The architects were George Lewis Heins and Christopher Grant LaFarge, the guys behind Cathedral of St. John the Divine. The engineers were Raphael Guastavino, William Barclay Parsons, and Gutzon Borglum. Arches are used to support the weight of the structure. You won’t see any steel beams in there (Vic doesn’t remember hearing this, I think I did so it’s up for debate.). City Hall station opened in 1904. It was designed to be a showpiece.
Originally, the station was going to be annexed for the Transit Museum but due to security issues, it stays unused except for tours and the 6 train going along its route.
On the mezzanine level there was a ticket booth and two stairwells to the street.
Due to lack of ridership on this line, the old City Hall Station was closed in 1945. The usual IRT station was fitted for 5 train cars but increased ridership required longer cars.
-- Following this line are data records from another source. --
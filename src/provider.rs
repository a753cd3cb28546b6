//! File provider abstraction over the two supported input sources: an
//! ISO-9660 disc image, and a native directory tree (spec §6).
//!
//! The core never touches `std::fs` directly outside this module — every
//! walker and adapter is handed an already-open byte stream through a
//! `FileProvider`, so the same decode path runs unmodified against either
//! source.

use std::fs::File;
use std::io::{self, Read, Seek};
use std::path::PathBuf;
use walkdir::WalkDir;

/// A stream that is both readable and seekable, the minimum the core's
/// file-backed readers need.
pub trait ReadSeek: Read + Seek {}
impl<T: Read + Seek> ReadSeek for T {}

pub trait FileProvider {
    /// Every path in the source, in an unspecified but stable order.
    fn list(&self) -> io::Result<Vec<String>>;
    fn open(&self, path: &str) -> io::Result<Box<dyn ReadSeek>>;
}

/// Walks a native directory tree with `walkdir`, the same crate the pack's
/// `nether-cli` reaches for over hand-rolled `std::fs::read_dir` recursion.
pub struct DirectoryProvider {
    root: PathBuf,
}

impl DirectoryProvider {
    pub fn new(root: impl Into<PathBuf>) -> Self {
        Self { root: root.into() }
    }
}

impl FileProvider for DirectoryProvider {
    fn list(&self) -> io::Result<Vec<String>> {
        let mut out = Vec::new();
        for entry in WalkDir::new(&self.root) {
            let entry = entry.map_err(io::Error::from)?;
            if entry.file_type().is_dir() {
                continue;
            }
            let relative = entry
                .path()
                .strip_prefix(&self.root)
                .unwrap_or(entry.path())
                .to_string_lossy()
                .replace('\\', "/");
            out.push(relative);
        }
        out.sort();
        Ok(out)
    }

    fn open(&self, path: &str) -> io::Result<Box<dyn ReadSeek>> {
        Ok(Box::new(File::open(self.root.join(path))?))
    }
}

/// Reads a plain ISO-9660 volume: no Joliet or Rock Ridge extensions are
/// needed since the source discs are plain ISO-9660 (spec.md §6).
pub struct Iso9660Provider {
    image: PathBuf,
}

impl Iso9660Provider {
    pub fn new(image: impl Into<PathBuf>) -> Self {
        Self { image: image.into() }
    }

    fn open_volume(&self) -> io::Result<cdfs::ISO9660<File>> {
        let file = File::open(&self.image)?;
        cdfs::ISO9660::new(file).map_err(|e| io::Error::new(io::ErrorKind::InvalidData, e))
    }

    fn walk_directory(
        dir: &cdfs::ISODirectory<File>,
        prefix: &str,
        out: &mut Vec<String>,
    ) -> io::Result<()> {
        for entry in dir.contents() {
            let entry = entry.map_err(|e| io::Error::new(io::ErrorKind::InvalidData, e))?;
            match entry {
                cdfs::DirectoryEntry::File(file) => {
                    let name = file.identifier.trim_end_matches(";1");
                    out.push(format!("{prefix}{name}"));
                }
                cdfs::DirectoryEntry::Directory(subdir) => {
                    let name = subdir.identifier.clone();
                    if name == "." || name == ".." {
                        continue;
                    }
                    Self::walk_directory(&subdir, &format!("{prefix}{name}/"), out)?;
                }
            }
        }
        Ok(())
    }
}

impl FileProvider for Iso9660Provider {
    fn list(&self) -> io::Result<Vec<String>> {
        let volume = self.open_volume()?;
        let mut out = Vec::new();
        Self::walk_directory(&volume.root, "/", &mut out)?;
        out.sort();
        Ok(out)
    }

    fn open(&self, path: &str) -> io::Result<Box<dyn ReadSeek>> {
        let volume = self.open_volume()?;
        match volume
            .open(path)
            .map_err(|e| io::Error::new(io::ErrorKind::InvalidData, e))?
        {
            Some(cdfs::DirectoryEntry::File(file)) => {
                let bytes = file
                    .read()
                    .bytes()
                    .collect::<Result<Vec<u8>, _>>()?;
                Ok(Box::new(io::Cursor::new(bytes)))
            }
            Some(cdfs::DirectoryEntry::Directory(_)) => Err(io::Error::new(
                io::ErrorKind::InvalidInput,
                format!("{path} is a directory, not a file"),
            )),
            None => Err(io::Error::new(
                io::ErrorKind::NotFound,
                format!("{path} not found in ISO-9660 volume"),
            )),
        }
    }
}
In the 1940-1950s work was done to accommodate longer train cars.
It is uniquely elegant compared to the old IRT train stations.
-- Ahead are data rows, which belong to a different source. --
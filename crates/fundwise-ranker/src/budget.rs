//! Budget estimation.
//!
//! Sizes a project as a share of its field's historical funding, scaled by
//! project length, then resolves the budget the rest of the decision works
//! against and how much of it is still uncovered.

use fundwise_common::lenient::coerce_amount;
use fundwise_common::OpportunityField;
use fundwise_config::BudgetConfig;
use serde::{Deserialize, Serialize};

use crate::request::{BudgetMode, DecisionRequest, SubjectAllocation};

const BASIS_METHOD: &str =
    "Field-level historical funding signal (multi-year aggregate) with project-length scaling.";
const BASIS_NOTE: &str =
    "Uses aggregated historical field funding, not individual project-level grant records.";

/// Explains how the recommended range was produced.
#[derive(Debug, Clone, PartialEq, Serialize, Deserialize)]
pub struct BudgetBasis {
    pub method: String,
    pub base_field_total: f64,
    pub length_factor: f64,
    pub note: String,
}

#[derive(Debug, Clone, PartialEq, Serialize, Deserialize)]
pub struct BudgetEstimate {
    pub mode: BudgetMode,
    pub recommended_low: f64,
    pub recommended_mid: f64,
    pub recommended_high: f64,
    pub selected_budget: f64,
    pub already_received: f64,
    pub remaining_need: f64,
    pub subject_allocation_total: f64,
    pub subject_allocations: Vec<SubjectAllocation>,
    pub basis: BudgetBasis,
}

/// `clamp(months / reference_months, min_factor, max_factor)`.
/// Zero or unparseable lengths use the configured default length.
pub fn length_factor(months: f64, cfg: &BudgetConfig) -> f64 {
    let months = if months.is_finite() && months > 0.0 {
        months
    } else {
        cfg.default_months
    };
    (months / cfg.reference_months).clamp(cfg.min_length_factor, cfg.max_length_factor)
}

/// Formula-derived midpoint before subject allocations are considered.
pub fn base_mid(field: &OpportunityField, months: f64, cfg: &BudgetConfig) -> f64 {
    let total = coerce_amount(Some(field.aau_total));
    (total * cfg.field_share * length_factor(months, cfg)).clamp(cfg.min_budget, cfg.max_budget)
}

/// Sum of non-negative subject allocation amounts.
pub fn subject_total(allocations: &[SubjectAllocation]) -> f64 {
    allocations
        .iter()
        .map(|a| coerce_amount(Some(a.amount)).max(0.0))
        .sum()
}

pub fn estimate_budget(
    field: &OpportunityField,
    request: &DecisionRequest,
    cfg: &BudgetConfig,
) -> BudgetEstimate {
    let factor = length_factor(request.project_length_months, cfg);
    let allocation_total = subject_total(&request.subject_allocations);

    // Midpoint never falls below the itemised subject total.
    let mid = base_mid(field, request.project_length_months, cfg).max(allocation_total);

    let requested = coerce_amount(request.requested_budget);
    let selected = if request.budget_mode == BudgetMode::Manual && requested > 0.0 {
        requested.round()
    } else {
        mid.round()
    };
    let already_received = coerce_amount(request.already_received).max(0.0).round();
    // Computed on the rounded values that are reported.
    let remaining_need = (selected - already_received).max(0.0);

    tracing::debug!(
        field = %field.code,
        length_factor = factor,
        mid,
        selected,
        remaining_need,
        "Budget estimated"
    );

    BudgetEstimate {
        mode: request.budget_mode,
        recommended_low: (mid * cfg.low_multiplier).round(),
        recommended_mid: mid.round(),
        recommended_high: (mid * cfg.high_multiplier).round(),
        selected_budget: selected,
        already_received,
        remaining_need,
        subject_allocation_total: allocation_total.round(),
        subject_allocations: request.subject_allocations.clone(),
        basis: BudgetBasis {
            method: BASIS_METHOD.to_string(),
            base_field_total: coerce_amount(Some(field.aau_total)),
            length_factor: factor,
            note: BASIS_NOTE.to_string(),
        },
    }
}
Here’s another example of Guastavino’s workmanship. His elegant arches underneath the municipal building, standing above the Brooklyn Bridge subway stop.
The fountain at City Hall Park is where a triangular post office use to stand. In 1939 the post office was torn down opening up City Hall’s view to St. Paul’s Chapel. The fountain use to be farther to the side closer to the Brooklyn Bridge and water from the Old Croton Aqueduct use to flow from it, the trail we walk a lot along the Hudson. There were two fountains from what I’ve been reading. I think this fountain was designed by Jacob Mould. In 1920, the fountain was taken apart and shipped to Crotona Park in the Bronx. For more about the fountain, click here.
This is the turnaround the trains ride along to turn back uptown.